Your goal: Scan the entries that follow and give only the number of lines containing "format".

##### Supplied data

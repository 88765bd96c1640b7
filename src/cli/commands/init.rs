use crate::cli::parser::Commands;
use crate::config::Config;
use crate::errors::AppResult;
use crate::models::theme::Theme;
use crate::ui::messages::{info, success};
use std::path::Path;

/// Handle the `init` command
///
/// This initializes:
///  - the workspace directory (if missing)
///  - the configuration file
///  - an empty member list with the expected header
pub fn handle(cmd: &Commands, workspace: &Path) -> AppResult<()> {
    if let Commands::Init {
        background,
        required_hours,
        new_member_grade,
    } = cmd
    {
        let theme = Theme::from(*background);

        println!("⚙️  Initializing rtattendance…");
        let created = Config::init_all(workspace, theme, *required_hours, *new_member_grade)?;

        let path = Config::config_file(workspace);
        if created {
            success(format!("Config file : {}", path.display()));
        } else {
            info(format!("Config file already present, left untouched: {}", path.display()));
        }

        let cfg = Config::load(workspace)?;
        println!("👥 Member list : {}", cfg.roster_path().display());
        println!("📒 Ledger      : {}", cfg.ledger_path().display());

        success("rtattendance initialization completed!");
    }

    Ok(())
}
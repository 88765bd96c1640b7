//! Terminal front end for a running session.

use crate::core::attendance::{AttendanceSession, SessionSummary};
use crate::errors::{AppError, AppResult};
use std::io::{BufRead, Write};

const RESET: &str = "\x1b[0m";
const FG_RED: &str = "\x1b[31m";

/// Lines that end the session, besides end of input.
const EXIT_WORDS: [&str; 2] = ["quit", "exit"];

pub struct Shell<R, W> {
    reader: R,
    writer: W,
}

impl<R: BufRead, W: Write> Shell<R, W> {
    pub fn new(reader: R, writer: W) -> Self {
        Self { reader, writer }
    }

    /// Read identifiers until `quit`/`exit` or end of input, then persist the session.
    ///
    /// The session is saved even when the loop stops on an error.
    pub fn run(mut self, mut session: AttendanceSession) -> AppResult<SessionSummary> {
        match self.read_loop(&mut session) {
            Ok(()) => session.finish(),
            Err(e) => {
                if let Err(save_err) = session.finish() {
                    eprintln!("⚠️ Failed to save the interrupted session: {}", save_err);
                }
                Err(e)
            }
        }
    }

    fn read_loop(&mut self, session: &mut AttendanceSession) -> AppResult<()> {
        let theme = session.theme();

        writeln!(
            self.writer,
            "{}{} Attendance {} Type an ID and press Enter ('quit' to finish).",
            theme.background(),
            theme.foreground(),
            RESET
        )?;

        let mut buf = Vec::new();
        loop {
            write!(self.writer, "ID> ")?;
            self.writer.flush()?;

            buf.clear();
            if self.reader.read_until(b'\n', &mut buf)? == 0 {
                writeln!(self.writer)?;
                return Ok(());
            }

            let result = match std::str::from_utf8(&buf) {
                Ok(line) => {
                    let input = line.trim();
                    if input.is_empty() {
                        continue;
                    }
                    if EXIT_WORDS.contains(&input.to_lowercase().as_str()) {
                        return Ok(());
                    }
                    session.handle_input(input)
                }
                Err(_) => Err(AppError::InvalidId(
                    String::from_utf8_lossy(&buf).trim().to_string(),
                )),
            };

            match result {
                Ok(outcome) => {
                    writeln!(
                        self.writer,
                        "{}{}{}",
                        theme.foreground(),
                        outcome.message(),
                        RESET
                    )?;
                }
                Err(e) if e.is_recoverable() => {
                    writeln!(self.writer, "{FG_RED}{e}{RESET}")?;
                }
                Err(e) => return Err(e),
            }
        }
    }
}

##########

Your solution: 2